───── Records to use

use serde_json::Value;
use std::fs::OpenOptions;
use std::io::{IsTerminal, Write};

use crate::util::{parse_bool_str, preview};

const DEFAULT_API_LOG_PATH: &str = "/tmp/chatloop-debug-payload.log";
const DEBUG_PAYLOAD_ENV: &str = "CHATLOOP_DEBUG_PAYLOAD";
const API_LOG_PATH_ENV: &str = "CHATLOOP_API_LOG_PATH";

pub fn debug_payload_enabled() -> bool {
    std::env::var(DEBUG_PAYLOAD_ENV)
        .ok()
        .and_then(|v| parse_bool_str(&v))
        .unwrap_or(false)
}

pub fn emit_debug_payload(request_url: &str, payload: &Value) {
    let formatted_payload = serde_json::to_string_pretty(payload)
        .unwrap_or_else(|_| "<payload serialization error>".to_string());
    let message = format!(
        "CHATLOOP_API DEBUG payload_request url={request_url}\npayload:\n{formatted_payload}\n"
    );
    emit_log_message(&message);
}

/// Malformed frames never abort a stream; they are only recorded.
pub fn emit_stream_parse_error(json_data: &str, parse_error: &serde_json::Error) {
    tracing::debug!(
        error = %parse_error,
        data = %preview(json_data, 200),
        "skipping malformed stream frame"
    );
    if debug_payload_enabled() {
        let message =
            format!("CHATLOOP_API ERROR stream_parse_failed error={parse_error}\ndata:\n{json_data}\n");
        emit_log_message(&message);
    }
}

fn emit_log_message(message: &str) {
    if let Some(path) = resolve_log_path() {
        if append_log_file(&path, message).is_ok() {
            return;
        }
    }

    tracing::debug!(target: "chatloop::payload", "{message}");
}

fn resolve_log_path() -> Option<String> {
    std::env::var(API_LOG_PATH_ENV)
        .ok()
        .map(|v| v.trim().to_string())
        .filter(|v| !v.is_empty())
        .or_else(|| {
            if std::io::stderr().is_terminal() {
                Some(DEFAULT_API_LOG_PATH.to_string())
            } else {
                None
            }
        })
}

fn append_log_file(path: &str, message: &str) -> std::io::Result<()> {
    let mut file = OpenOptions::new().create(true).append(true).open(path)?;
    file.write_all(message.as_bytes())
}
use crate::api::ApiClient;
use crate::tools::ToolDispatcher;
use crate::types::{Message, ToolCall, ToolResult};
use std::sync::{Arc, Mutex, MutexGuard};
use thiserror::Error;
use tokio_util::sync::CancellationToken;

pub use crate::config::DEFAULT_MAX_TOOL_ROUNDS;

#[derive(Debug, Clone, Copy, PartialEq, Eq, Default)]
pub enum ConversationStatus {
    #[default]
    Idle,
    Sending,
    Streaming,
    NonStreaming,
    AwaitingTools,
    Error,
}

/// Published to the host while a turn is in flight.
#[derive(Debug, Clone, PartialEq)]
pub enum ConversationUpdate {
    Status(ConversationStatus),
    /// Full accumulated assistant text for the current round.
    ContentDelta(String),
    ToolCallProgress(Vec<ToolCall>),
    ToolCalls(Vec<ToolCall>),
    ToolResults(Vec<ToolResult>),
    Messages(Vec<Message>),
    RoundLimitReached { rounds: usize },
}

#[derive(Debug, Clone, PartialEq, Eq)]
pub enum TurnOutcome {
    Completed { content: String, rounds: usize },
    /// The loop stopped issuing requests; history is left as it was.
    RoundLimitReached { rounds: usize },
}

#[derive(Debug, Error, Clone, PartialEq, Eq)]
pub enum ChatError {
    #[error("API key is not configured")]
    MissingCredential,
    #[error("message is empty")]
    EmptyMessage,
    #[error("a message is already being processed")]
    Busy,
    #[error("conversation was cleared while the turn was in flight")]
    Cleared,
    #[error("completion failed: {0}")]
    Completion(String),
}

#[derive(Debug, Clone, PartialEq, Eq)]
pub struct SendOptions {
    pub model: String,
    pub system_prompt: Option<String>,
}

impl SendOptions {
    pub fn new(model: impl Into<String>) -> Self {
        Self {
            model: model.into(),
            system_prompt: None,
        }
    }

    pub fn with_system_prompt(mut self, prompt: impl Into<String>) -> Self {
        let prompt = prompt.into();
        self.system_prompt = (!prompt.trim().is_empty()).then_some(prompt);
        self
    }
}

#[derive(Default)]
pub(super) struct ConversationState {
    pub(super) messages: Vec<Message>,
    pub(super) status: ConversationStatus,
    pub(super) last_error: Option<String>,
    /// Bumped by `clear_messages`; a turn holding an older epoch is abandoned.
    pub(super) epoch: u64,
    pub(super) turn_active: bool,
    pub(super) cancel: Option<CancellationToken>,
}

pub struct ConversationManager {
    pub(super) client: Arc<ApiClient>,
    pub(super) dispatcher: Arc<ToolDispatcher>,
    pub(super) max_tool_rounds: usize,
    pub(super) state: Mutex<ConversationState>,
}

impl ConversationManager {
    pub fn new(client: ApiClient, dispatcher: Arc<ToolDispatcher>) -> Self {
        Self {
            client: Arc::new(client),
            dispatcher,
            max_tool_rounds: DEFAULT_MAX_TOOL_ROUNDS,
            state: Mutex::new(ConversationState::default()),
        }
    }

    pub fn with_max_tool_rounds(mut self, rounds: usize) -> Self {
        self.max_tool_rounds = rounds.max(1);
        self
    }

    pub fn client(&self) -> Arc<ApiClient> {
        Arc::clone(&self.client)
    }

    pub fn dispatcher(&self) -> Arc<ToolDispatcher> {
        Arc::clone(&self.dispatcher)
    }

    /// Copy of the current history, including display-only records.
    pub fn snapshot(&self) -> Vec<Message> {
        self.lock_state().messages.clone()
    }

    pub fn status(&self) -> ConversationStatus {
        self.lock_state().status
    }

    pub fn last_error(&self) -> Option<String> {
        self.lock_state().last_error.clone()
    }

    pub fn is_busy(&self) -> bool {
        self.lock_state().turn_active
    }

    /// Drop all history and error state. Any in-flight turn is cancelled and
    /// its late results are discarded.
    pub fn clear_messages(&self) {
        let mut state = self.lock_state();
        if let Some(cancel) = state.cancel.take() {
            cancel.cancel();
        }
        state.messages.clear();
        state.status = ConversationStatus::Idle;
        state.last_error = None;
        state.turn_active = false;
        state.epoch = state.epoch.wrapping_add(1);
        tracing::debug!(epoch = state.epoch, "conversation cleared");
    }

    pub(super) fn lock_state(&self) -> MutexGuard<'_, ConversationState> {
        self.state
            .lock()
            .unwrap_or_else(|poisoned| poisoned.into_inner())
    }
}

──────────
───── Records to use

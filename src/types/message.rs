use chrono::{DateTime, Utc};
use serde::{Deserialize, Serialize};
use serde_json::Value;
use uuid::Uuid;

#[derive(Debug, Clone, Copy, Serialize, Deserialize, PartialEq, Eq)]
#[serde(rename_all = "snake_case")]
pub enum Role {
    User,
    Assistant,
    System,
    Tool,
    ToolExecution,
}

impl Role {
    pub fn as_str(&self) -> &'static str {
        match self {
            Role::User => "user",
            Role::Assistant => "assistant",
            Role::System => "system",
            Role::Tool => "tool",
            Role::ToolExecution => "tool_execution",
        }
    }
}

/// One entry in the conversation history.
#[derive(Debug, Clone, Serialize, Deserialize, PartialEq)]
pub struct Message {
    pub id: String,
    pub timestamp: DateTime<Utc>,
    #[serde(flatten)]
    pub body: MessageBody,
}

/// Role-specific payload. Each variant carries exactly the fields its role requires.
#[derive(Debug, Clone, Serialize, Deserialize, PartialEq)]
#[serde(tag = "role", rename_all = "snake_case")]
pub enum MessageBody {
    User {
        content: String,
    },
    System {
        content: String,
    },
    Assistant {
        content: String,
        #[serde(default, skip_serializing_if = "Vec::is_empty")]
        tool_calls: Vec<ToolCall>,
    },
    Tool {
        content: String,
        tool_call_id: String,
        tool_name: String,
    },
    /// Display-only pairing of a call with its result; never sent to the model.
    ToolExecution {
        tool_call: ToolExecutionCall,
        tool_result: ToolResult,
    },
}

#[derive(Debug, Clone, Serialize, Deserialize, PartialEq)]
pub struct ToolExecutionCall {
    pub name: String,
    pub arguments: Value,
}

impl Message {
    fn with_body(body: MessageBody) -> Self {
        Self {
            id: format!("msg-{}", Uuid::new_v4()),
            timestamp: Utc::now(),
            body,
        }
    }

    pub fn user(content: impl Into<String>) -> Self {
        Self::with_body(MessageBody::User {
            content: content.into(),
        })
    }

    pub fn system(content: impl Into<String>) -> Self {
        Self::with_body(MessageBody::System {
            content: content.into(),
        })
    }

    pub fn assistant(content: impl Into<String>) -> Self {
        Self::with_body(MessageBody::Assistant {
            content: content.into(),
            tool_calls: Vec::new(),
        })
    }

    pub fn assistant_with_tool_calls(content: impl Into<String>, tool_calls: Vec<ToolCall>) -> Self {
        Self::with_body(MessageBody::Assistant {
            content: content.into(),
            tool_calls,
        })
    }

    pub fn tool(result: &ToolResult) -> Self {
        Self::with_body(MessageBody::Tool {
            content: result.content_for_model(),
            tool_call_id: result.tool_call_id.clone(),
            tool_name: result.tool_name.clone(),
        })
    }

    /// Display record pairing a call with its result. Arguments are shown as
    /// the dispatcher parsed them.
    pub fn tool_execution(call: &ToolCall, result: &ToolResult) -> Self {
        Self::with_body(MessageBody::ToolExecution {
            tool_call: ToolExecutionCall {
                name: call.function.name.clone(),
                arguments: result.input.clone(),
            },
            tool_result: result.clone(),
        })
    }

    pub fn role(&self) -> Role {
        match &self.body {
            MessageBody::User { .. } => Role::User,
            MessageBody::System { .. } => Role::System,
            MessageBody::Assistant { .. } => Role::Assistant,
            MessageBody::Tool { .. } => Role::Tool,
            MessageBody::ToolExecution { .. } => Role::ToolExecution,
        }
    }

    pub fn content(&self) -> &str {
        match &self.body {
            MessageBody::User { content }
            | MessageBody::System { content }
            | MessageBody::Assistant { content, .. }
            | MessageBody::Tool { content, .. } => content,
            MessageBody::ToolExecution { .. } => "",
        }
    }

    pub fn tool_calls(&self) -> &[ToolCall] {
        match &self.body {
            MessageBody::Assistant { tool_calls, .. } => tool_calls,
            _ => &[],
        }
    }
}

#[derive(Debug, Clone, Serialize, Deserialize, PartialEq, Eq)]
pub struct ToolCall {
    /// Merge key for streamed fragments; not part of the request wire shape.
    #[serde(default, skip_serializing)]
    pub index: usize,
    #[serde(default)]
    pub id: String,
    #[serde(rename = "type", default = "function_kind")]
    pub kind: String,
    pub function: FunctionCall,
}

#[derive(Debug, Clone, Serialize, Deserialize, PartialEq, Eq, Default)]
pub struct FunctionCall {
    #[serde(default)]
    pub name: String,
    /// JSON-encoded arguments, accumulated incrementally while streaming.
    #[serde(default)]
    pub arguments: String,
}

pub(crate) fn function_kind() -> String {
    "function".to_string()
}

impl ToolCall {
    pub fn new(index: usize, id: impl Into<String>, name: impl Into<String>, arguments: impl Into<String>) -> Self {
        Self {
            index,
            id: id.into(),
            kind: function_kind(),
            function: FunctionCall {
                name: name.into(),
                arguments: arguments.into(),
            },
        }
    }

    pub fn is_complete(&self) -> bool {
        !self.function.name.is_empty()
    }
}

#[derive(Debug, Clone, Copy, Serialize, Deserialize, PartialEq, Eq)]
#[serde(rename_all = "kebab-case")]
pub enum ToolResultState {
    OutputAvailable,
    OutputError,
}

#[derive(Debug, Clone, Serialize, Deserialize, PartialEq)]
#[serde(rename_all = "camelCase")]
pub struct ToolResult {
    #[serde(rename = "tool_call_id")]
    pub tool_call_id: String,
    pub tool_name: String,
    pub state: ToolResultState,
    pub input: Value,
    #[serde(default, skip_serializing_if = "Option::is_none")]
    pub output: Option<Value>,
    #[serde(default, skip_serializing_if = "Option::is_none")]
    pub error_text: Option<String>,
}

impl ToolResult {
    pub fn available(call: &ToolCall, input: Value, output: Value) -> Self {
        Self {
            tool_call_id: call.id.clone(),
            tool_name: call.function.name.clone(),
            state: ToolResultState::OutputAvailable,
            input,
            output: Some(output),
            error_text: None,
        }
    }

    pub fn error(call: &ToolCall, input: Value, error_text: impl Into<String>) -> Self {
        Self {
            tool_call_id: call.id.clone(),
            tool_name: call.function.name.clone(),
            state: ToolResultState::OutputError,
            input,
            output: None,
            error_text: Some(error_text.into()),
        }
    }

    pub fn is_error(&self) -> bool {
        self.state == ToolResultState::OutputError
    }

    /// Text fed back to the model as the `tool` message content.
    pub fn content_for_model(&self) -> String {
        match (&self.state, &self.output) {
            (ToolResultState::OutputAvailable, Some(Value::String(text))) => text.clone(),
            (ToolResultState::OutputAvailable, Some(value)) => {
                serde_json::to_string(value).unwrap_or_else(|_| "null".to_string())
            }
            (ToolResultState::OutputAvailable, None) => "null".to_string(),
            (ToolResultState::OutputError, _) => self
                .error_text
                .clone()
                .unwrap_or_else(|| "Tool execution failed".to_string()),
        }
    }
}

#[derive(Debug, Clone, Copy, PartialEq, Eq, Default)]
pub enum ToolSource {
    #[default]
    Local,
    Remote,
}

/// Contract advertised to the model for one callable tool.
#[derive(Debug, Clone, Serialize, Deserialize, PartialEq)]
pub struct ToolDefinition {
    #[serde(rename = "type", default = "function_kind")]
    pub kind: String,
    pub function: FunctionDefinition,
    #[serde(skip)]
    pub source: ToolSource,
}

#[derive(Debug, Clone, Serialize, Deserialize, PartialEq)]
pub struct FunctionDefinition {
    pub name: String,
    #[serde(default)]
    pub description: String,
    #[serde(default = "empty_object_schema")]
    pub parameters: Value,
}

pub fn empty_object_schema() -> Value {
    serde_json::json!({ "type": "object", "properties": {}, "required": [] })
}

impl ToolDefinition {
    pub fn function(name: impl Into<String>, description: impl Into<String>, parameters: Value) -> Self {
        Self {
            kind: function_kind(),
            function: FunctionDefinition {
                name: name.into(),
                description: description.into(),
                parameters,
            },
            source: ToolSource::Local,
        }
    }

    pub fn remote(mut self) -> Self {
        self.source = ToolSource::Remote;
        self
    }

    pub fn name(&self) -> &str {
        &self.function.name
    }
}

──────────

Instructions for the task :: Filter the records for the string "parameters" and copy every line that holds it.

Expected answer ::
    pub parameters: Value,
    pub fn function(name: impl Into<String>, description: impl Into<String>, parameters: Value) -> Self {
                parameters,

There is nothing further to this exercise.